I'm a big fan of React. I soured on Ember but, to be fair, haven't looked at it in quite a while. Curious, though, is the statement in the slide deck that Ember "dominates" big apps true or verifiable? Perhaps if you exclude toolkits/libraries like Backbone, and compare only to Angular, I could buy it.
Every time there is any post on Ember, it starts a flame war. As @tomdale would say it, it was ember vs backbone, then ember vs angular and now ember vs react. In today's age of minimalism and extreme flexibility, Ember is very complex and huge - but that is actually it's strength. Build a massive app with just 2 people on the team and you will know why ember users swear by it.
I really enjoy React's concepts. I have but one nit to pick with it and it's meta: mixing grammars in a single buffer really hoses syntax highlighting & indentation in emacs.

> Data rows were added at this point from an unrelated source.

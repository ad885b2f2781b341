//! Typed OpenFlow 1.3 message intents.
//!
//! The reconciliation engine never builds wire-format OpenFlow messages.
//! Instead it emits values of [`Message`] into a [`MessageSink`]; a transport
//! adapter serialises them onto an actual switch session. This keeps the
//! engine testable against a plain `Vec<Message>`.
//!
//! Only the fields the slicer actually uses are modelled: three flow tables,
//! `ALL`-type groups, drop-band meters, and the handful of match fields and
//! actions needed to push/pop VLAN stacks and steer packets between tables.

mod mac;
mod message;

pub use self::{
    mac::{MacAddr, ParseMacError},
    message::{
        Action, ActionList, Bucket, CookieFilter, FlowAdd, FlowDelete, Instruction,
        InstructionList, Match, Message, MeterBand, MeterMod, MeterUnit, PacketOut,
    },
};

pub type PortNo = u32;
pub type TableId = u8;
pub type GroupId = u32;
pub type MeterId = u32;
pub type VlanId = u16;

/// Reserved port numbers (`OFPP_*`).
pub mod port {
    use super::PortNo;

    /// Send the packet back out its ingress port. Required in group buckets
    /// and output actions whose target equals the ingress port; the switch
    /// silently drops those otherwise.
    pub const IN_PORT: PortNo = 0xffff_fff8;
    /// Send to the controller as a packet-in.
    pub const CONTROLLER: PortNo = 0xffff_fffd;
    /// Wildcard for flow-delete filters.
    pub const ANY: PortNo = 0xffff_ffff;
    /// Largest port number treated as a physical port; anything above is in
    /// the reserved OpenFlow range and is ignored by the engine.
    pub const MAX_PHYSICAL: PortNo = 0x7fff_ffff;
}

/// Reserved group identifiers (`OFPG_*`).
pub mod group {
    use super::GroupId;

    /// Wildcard for flow-delete filters.
    pub const ANY: GroupId = 0xffff_ffff;
    /// All groups; a delete of this wipes the group table.
    pub const ALL: GroupId = 0xffff_fffc;
}

/// Reserved meter identifiers (`OFPM_*`).
pub mod meter {
    use super::MeterId;

    /// All meters; a delete of this wipes the meter table.
    pub const ALL: MeterId = 0xffff_ffff;
}

/// The `OFPVID_PRESENT` bit, set in every `vlan_vid` match or set-field value
/// that refers to a tagged packet.
pub const VLAN_PRESENT: u16 = 0x1000;

/// `vlan_vid` match value for untagged packets.
pub const VLAN_NONE: u16 = 0x0000;

/// Customer VLAN tag ethertype (802.1Q).
pub const ETH_TYPE_CTAG: u16 = 0x8100;
/// Service VLAN tag ethertype (802.1ad).
pub const ETH_TYPE_STAG: u16 = 0x88a8;
/// LLDP ethertype.
pub const ETH_TYPE_LLDP: u16 = 0x88cc;

/// `OFP_NO_BUFFER`: the packet-in carries the full frame and the packet-out
/// must supply the payload.
pub const NO_BUFFER: u32 = 0xffff_ffff;

/// `max_len` for controller output actions: send the whole packet.
pub const CONTROLLER_MAX_LEN: u16 = 0xffff;

/// Cookie carried by flood rules so that bulk-deletes of learned rules,
/// which filter on an endpoint's group id, can never touch them.
pub const FLOOD_COOKIE: u64 = u64::MAX;

/// Consumer of the engine's outbound message stream.
///
/// The engine itself is infallible: failures to deliver are a transport
/// concern and surface as a datapath-leave event, after which the engine
/// rebuilds the pipeline from scratch on reattach.
pub trait MessageSink {
    fn send(&mut self, msg: Message);
}

impl MessageSink for Vec<Message> {
    fn send(&mut self, msg: Message) {
        self.push(msg);
    }
}
use thiserror::Error;

/// Reasons a single uploaded row is rejected. Rejected rows are dropped and counted.
#[derive(Debug, Clone, Error, PartialEq)]
pub enum ValidationError {
    /// The demand cell is empty.
    #[error("row {row}: missing demand value")]
    MissingDemand {
        /// Zero-based data row index.
        row: usize,
    },
    /// A numeric cell could not be parsed.
    #[error("row {row}: column `{column}` is not numeric ({value:?})")]
    NotNumeric {
        /// Zero-based data row index.
        row: usize,
        /// Canonical column name.
        column: &'static str,
        /// Raw cell contents.
        value: String,
    },
    /// A value is NaN/infinite or otherwise outside its allowed range.
    #[error("row {row}: column `{column}` out of range ({value})")]
    OutOfRange {
        /// Zero-based data row index.
        row: usize,
        /// Canonical column name.
        column: &'static str,
        /// Offending value.
        value: f64,
    },
    /// The timestamp cell could not be parsed.
    #[error("row {row}: unparseable timestamp {value:?}")]
    BadTimestamp {
        /// Zero-based data row index.
        row: usize,
        /// Raw cell contents.
        value: String,
    },
    /// A cell is not valid UTF-8.
    #[error("row {row}: cell {column} is not valid utf-8")]
    NotUtf8 {
        /// Zero-based data row index.
        row: usize,
        /// Zero-based cell position.
        column: usize,
    },
    /// The CSV reader could not split the row.
    #[error("row {row}: unreadable csv record ({reason})")]
    Unreadable {
        /// Zero-based data row index.
        row: usize,
        /// Reader error.
        reason: String,
    },
}

impl ValidationError {
    /// Data row the error refers to.
    #[must_use]
    pub const fn row(&self) -> usize {
        match self {
            Self::MissingDemand { row }
            | Self::NotNumeric { row, .. }
            | Self::OutOfRange { row, .. }
            | Self::BadTimestamp { row, .. }
            | Self::NotUtf8 { row, .. }
            | Self::Unreadable { row, .. } => *row,
        }
    }
}

/// Errors raised by the forecasting core.
#[derive(Debug, Error)]
pub enum ForecastError {
    /// Upload has no usable demand column or no valid rows. Nothing was mutated.
    #[error("data format error: {0}")]
    DataFormat(String),
    /// Per-row violation; surfaced inside upload reports, never fatal on its own.
    #[error(transparent)]
    Validation(#[from] ValidationError),
    /// Dataset too small to train.
    #[error("insufficient data: need at least {needed} rows, have {got}")]
    InsufficientData {
        /// Minimum row count.
        needed: usize,
        /// Available row count.
        got: usize,
    },
    /// The regression could not be solved.
    #[error("training failed: {0}")]
    Training(String),
    /// Model artifact is unusable. Predictions fall back to the pattern profile.
    #[error("model load error: {0}")]
    ModelLoad(String),
    /// A second writer arrived while another was in flight.
    #[error("concurrency conflict: {0}")]
    ConcurrencyConflict(String),
    /// Malformed prediction request.
    #[error("invalid request: {0}")]
    InvalidRequest(String),
    /// Filesystem failure in the dataset or artifact store.
    #[error("storage error: {context}: {source}")]
    Storage {
        /// What was being done.
        context: String,
        /// Underlying I/O error.
        #[source]
        source: std::io::Error,
    },
    /// Encoding or decoding failure for persisted state.
    #[error("serialization error: {0}")]
    Serialization(#[from] serde_json::Error),
}

impl ForecastError {
    pub(crate) fn storage(context: impl Into<String>, source: std::io::Error) -> Self {
        Self::Storage {
            context: context.into(),
            source,
        }
    }

    /// Short machine-readable kind, used in upload messages and telemetry.
    #[must_use]
    pub const fn kind(&self) -> &'static str {
        match self {
            Self::DataFormat(_) => "DataFormatError",
            Self::Validation(_) => "ValidationError",
            Self::InsufficientData { .. } => "InsufficientDataError",
            Self::Training(_) => "TrainingError",
            Self::ModelLoad(_) => "ModelLoadError",
            Self::ConcurrencyConflict(_) => "ConcurrencyConflictError",
            Self::InvalidRequest(_) => "InvalidRequestError",
            Self::Storage { .. } => "StorageError",
            Self::Serialization(_) => "SerializationError",
        }
    }
}

/// Result alias for the forecasting core.
pub type ForecastResult<T> = Result<T, ForecastError>;

#[cfg(test)]
mod tests {
    use super::*;

    #[test]
    fn kinds_are_distinguishable() {
        let format = ForecastError::DataFormat("no demand column".into());
        let small = ForecastError::InsufficientData { needed: 10, got: 3 };
        assert_eq!(format.kind(), "DataFormatError");
        assert_eq!(small.kind(), "InsufficientDataError");
        assert!(small.to_string().contains("at least 10"));
    }

    #[test]
    fn validation_error_reports_row() {
        let err = ValidationError::OutOfRange {
            row: 7,
            column: "hour",
            value: 31.0,
        };
        assert_eq!(err.row(), 7);
        let wrapped: ForecastError = err.into();
        assert_eq!(wrapped.kind(), "ValidationError");
    }
}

I'd much prefer to be able to "require" the JSX where I need it and have the right context passed to it. That way all the editor-specific nonsense can just be avoided.
You could look into Mithril (a smaller React-like framework). It mixes JS and CSS syntax to achieve terseness, and it does so within the rules of valid javascript:
The problem with this is that whatever you require() won't close over other variables/imports unless your preprocessor is straight up compiling JSX into JS and inserting into another JS file, which is kinda gross and eval-y.
I realized some time ago that the run loop inside Ember (aka Backburner) is really similar to Flux.
In Flux, everything is powered by the dispatcher. Changes to the store goes through dispatcher. All the stores changes that react to another store change needs to settle before re-rendering. This is almost exactly how to run loop works. The run loop is the dispatcher.
So in theory, we can just use Backburner to power a Flux app.
React does a similar batching of updates to avoid unnecessary rerenders, but a critical piece of the Flux dispatcher is helping organize inter-store dependencies which (unless I'm missing something) neither Backburner nor React itself does:
I'm just starting with React, but IMO referring to the models in the component and calling methods on them is like the equivalent of calling actions through the dispatcher?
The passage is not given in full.